WHAT YOU HAVE TO DO: Go through the entries below and return every line that contains "Index".

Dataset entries
---

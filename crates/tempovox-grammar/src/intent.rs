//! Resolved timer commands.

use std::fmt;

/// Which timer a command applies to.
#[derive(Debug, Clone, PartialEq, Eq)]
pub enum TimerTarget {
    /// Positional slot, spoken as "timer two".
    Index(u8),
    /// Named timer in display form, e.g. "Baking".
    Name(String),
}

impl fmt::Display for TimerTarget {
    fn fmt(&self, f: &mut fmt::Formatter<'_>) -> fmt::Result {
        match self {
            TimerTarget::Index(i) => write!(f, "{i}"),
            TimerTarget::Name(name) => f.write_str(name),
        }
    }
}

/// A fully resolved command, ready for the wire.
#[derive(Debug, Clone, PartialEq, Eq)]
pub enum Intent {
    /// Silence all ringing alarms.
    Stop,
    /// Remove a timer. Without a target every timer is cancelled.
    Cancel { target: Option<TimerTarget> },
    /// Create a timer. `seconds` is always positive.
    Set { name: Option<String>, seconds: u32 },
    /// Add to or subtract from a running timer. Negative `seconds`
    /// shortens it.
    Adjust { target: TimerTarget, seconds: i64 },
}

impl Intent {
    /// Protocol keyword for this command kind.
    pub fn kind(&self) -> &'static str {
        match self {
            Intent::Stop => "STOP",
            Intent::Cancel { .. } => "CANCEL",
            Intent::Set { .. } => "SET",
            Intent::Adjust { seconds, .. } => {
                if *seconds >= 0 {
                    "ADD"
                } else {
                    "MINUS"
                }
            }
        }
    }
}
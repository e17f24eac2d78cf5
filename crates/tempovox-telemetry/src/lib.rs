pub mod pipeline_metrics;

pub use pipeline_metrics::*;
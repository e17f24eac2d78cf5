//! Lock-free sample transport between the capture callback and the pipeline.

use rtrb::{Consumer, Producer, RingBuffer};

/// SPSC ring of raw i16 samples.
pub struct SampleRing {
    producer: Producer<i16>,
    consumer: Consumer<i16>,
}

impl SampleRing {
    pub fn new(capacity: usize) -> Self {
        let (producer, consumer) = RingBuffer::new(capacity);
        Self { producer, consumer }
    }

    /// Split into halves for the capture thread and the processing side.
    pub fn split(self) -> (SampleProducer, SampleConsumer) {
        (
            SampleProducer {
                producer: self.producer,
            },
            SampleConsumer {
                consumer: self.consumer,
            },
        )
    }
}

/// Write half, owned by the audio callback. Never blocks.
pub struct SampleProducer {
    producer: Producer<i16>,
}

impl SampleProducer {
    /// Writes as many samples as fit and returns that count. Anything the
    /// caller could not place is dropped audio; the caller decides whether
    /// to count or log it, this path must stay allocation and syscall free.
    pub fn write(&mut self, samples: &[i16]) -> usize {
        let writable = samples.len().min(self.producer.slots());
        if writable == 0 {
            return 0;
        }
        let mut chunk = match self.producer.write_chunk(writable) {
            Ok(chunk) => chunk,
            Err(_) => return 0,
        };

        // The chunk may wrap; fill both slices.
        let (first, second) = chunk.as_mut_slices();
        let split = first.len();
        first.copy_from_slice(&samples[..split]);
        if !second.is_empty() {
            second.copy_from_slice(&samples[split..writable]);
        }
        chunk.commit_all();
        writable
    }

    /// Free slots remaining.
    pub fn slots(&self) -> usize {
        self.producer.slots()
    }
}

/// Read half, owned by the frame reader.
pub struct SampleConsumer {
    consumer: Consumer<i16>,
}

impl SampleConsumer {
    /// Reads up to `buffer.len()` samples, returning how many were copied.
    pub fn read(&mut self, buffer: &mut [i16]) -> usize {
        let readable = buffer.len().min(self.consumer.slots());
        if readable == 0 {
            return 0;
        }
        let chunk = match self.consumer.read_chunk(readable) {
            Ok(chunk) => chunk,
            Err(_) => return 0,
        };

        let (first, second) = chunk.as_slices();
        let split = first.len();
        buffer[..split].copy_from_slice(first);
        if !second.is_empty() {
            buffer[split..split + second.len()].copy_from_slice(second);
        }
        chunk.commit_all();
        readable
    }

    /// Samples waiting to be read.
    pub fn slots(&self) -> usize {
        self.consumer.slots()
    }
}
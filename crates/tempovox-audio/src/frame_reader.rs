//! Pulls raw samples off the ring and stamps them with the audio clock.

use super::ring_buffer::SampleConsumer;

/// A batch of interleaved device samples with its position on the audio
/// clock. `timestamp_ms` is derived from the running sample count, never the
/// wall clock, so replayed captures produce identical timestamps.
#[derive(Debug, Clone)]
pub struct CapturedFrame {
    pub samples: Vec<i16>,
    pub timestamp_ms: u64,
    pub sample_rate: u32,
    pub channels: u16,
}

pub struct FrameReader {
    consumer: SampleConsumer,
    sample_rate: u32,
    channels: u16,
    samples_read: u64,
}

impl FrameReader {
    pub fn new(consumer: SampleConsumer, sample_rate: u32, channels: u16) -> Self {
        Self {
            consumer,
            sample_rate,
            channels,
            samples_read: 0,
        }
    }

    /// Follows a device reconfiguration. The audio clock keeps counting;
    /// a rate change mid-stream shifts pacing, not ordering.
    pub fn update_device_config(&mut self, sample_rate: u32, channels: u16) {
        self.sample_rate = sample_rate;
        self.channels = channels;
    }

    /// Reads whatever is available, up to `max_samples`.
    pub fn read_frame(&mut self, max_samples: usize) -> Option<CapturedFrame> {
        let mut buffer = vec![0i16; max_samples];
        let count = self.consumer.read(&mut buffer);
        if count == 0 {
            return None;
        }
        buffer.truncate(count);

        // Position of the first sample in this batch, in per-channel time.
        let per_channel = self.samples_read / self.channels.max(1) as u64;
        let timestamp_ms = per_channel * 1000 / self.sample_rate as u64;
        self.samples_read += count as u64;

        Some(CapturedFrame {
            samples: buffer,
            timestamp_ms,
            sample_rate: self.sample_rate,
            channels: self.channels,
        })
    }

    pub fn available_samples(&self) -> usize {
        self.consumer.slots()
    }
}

---

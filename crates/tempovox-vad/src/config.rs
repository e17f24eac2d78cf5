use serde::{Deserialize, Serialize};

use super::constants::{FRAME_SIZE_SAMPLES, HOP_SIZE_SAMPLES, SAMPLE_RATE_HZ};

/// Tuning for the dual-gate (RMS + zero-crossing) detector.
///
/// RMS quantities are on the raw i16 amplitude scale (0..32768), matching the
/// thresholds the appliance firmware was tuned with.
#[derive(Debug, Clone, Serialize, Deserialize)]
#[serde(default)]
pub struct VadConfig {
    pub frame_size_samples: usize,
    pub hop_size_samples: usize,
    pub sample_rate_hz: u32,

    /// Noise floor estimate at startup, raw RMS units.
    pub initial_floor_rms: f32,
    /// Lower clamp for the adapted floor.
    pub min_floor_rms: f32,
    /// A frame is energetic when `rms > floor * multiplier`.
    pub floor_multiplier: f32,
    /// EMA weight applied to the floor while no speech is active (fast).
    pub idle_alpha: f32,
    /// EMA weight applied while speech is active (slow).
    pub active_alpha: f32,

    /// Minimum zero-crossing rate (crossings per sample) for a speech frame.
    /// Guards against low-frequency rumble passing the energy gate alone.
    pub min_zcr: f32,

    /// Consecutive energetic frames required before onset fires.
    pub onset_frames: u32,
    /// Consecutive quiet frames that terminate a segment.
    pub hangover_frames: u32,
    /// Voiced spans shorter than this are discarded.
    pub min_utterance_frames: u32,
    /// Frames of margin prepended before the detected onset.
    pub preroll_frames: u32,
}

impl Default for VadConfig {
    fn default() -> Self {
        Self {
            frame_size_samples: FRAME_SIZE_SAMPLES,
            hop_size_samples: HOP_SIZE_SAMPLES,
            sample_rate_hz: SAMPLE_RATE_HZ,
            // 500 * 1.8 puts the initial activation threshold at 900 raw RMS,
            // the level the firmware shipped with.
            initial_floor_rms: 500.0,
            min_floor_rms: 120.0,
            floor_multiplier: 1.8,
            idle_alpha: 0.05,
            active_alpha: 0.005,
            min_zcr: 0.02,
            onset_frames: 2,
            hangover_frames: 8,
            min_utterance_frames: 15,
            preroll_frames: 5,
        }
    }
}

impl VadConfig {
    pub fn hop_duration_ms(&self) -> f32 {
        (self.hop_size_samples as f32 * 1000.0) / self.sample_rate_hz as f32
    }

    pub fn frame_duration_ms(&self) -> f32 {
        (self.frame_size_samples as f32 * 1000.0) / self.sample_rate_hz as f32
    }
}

---

RESULT OF THIS EXERCISE:
    Index(u8),
            TimerTarget::Index(i) => write!(f, "{i}"),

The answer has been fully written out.